PROBLEM DETAILS. Set down, character for character, everything in the records below from the line holding "Some(path) => load_config(&path).unwrap_or_else(|err|" down to the line holding "let mut rng", and no other line.

(Beginning of THE RECORDS)

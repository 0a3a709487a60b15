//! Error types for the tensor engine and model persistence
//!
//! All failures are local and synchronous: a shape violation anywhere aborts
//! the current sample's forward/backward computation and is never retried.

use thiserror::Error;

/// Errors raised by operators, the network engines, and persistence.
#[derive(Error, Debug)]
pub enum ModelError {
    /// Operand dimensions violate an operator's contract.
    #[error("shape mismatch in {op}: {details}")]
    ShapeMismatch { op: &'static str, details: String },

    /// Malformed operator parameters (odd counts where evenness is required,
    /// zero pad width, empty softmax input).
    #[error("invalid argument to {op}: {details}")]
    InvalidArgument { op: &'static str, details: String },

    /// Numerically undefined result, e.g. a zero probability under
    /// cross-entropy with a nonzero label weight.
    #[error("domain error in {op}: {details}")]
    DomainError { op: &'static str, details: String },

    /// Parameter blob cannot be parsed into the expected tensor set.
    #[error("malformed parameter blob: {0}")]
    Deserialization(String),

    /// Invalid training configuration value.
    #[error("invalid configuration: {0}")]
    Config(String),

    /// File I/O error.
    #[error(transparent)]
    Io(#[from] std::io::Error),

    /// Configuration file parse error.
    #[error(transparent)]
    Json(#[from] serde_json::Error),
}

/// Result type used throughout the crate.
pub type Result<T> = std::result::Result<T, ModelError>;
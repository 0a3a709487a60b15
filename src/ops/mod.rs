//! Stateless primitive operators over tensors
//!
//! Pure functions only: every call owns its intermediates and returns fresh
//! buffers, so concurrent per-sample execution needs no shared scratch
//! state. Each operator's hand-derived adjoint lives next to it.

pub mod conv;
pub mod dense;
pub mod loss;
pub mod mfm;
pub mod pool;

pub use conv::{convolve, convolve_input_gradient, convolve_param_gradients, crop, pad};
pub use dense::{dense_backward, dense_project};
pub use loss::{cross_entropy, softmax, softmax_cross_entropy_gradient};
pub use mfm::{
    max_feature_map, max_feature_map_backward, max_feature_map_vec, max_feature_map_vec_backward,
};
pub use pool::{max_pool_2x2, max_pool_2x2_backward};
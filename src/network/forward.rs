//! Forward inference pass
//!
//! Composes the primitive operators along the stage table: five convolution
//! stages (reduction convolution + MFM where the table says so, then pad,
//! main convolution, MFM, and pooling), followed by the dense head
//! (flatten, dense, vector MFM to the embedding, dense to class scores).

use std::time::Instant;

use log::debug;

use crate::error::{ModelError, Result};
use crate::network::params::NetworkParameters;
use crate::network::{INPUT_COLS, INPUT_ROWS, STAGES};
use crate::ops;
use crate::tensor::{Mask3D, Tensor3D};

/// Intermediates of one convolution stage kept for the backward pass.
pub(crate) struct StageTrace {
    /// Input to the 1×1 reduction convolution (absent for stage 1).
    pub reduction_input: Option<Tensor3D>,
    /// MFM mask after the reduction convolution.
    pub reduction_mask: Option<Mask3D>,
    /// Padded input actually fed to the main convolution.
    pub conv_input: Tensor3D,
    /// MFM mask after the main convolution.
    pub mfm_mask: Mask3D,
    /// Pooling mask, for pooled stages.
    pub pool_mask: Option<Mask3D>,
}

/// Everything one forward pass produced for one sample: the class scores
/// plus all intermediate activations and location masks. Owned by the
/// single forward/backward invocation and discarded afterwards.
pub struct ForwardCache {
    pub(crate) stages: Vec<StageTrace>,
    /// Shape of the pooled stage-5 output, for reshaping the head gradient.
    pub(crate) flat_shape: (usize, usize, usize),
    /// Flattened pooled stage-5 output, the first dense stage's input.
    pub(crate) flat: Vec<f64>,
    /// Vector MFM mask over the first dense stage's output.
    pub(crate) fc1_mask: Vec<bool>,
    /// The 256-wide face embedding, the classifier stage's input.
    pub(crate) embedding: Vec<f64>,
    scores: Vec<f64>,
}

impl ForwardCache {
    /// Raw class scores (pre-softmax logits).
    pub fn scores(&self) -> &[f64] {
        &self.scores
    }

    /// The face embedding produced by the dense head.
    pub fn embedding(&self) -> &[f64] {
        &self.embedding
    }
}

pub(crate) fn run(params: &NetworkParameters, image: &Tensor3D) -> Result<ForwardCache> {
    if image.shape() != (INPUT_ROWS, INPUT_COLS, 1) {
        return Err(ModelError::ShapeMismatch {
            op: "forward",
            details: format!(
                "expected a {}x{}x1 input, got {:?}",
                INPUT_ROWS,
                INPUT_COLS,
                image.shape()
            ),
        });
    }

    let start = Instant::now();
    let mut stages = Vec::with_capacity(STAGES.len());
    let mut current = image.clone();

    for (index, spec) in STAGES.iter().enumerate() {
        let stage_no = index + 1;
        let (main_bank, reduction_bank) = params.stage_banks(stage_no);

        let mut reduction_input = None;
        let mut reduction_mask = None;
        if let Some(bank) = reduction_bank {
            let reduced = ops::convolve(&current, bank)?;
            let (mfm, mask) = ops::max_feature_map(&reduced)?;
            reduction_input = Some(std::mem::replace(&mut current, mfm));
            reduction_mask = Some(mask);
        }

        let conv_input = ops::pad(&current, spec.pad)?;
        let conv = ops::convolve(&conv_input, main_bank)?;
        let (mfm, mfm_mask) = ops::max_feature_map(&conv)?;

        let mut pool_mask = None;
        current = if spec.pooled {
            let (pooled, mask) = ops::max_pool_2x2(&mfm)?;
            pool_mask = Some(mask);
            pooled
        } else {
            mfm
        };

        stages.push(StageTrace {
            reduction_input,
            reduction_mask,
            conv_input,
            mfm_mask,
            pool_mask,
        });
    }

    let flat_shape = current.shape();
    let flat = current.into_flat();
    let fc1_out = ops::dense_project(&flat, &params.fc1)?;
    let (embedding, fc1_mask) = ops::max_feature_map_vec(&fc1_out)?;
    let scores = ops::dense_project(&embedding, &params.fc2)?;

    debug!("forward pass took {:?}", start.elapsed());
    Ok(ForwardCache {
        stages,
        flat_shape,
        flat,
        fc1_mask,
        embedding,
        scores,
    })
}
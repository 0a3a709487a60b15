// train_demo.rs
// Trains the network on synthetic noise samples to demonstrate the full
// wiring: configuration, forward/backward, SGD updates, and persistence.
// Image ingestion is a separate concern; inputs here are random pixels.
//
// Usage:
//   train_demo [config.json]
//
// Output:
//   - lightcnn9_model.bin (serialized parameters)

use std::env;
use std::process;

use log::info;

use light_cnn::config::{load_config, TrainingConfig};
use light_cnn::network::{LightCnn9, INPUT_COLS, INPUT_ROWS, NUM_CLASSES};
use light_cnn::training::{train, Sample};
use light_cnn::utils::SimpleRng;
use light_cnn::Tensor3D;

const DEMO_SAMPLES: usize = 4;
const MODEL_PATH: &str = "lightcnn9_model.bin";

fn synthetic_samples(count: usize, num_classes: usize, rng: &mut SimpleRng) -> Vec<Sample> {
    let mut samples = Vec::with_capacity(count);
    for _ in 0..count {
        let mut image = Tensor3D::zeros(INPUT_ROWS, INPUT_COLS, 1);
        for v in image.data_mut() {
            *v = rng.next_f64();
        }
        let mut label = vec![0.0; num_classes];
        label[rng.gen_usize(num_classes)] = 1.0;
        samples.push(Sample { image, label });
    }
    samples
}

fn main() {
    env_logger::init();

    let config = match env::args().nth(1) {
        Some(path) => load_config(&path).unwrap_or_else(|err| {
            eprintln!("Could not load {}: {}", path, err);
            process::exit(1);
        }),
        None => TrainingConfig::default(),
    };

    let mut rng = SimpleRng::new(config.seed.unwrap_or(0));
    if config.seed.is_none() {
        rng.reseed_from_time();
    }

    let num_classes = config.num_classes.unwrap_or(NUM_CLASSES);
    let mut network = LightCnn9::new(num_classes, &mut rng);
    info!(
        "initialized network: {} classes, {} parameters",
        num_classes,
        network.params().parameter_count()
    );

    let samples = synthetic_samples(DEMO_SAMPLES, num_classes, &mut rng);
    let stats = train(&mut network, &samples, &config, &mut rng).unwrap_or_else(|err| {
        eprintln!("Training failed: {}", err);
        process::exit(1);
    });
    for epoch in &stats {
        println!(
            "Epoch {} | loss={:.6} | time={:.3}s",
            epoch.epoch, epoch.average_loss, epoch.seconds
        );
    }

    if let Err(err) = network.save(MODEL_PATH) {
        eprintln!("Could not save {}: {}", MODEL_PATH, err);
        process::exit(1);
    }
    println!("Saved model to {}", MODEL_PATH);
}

(End of THE RECORDS)
(Beginning of THE RECORDS)

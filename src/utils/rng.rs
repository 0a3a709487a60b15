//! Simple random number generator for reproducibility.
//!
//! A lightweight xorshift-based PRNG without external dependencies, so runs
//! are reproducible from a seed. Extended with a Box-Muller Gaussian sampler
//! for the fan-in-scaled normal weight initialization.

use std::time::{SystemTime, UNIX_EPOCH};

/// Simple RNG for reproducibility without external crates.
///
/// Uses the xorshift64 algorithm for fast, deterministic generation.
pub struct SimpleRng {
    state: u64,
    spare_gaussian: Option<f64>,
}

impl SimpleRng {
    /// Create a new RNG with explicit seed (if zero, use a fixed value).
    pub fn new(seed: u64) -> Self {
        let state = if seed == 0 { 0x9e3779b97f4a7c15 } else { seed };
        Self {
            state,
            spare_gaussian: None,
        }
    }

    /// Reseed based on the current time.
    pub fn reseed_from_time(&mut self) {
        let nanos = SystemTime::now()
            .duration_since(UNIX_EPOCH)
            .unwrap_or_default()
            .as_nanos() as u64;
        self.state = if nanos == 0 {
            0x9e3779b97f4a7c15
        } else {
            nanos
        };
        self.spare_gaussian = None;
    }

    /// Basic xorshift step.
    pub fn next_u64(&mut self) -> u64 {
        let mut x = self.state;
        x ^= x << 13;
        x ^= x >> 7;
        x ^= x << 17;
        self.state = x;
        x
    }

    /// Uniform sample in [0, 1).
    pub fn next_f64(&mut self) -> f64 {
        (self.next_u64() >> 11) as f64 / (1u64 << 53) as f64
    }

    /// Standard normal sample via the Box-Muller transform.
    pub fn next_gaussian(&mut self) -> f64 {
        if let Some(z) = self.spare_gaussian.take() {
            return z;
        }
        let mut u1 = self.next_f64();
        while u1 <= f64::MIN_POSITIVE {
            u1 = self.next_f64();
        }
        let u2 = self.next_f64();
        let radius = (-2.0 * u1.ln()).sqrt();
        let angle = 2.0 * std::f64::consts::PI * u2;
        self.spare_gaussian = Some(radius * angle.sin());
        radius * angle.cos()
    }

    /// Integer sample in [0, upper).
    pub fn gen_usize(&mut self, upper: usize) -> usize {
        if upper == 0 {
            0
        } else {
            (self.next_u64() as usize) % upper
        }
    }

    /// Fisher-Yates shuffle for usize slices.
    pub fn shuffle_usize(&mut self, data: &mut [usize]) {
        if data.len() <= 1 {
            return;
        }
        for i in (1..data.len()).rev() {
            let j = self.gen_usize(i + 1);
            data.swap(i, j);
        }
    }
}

(End of THE RECORDS)

SOLUTION TO THIS PROBLEM.
        Some(path) => load_config(&path).unwrap_or_else(|err| {
            eprintln!("Could not load {}: {}", path, err);
            process::exit(1);
        }),
        None => TrainingConfig::default(),
    };

    let mut rng = SimpleRng::new(config.seed.unwrap_or(0));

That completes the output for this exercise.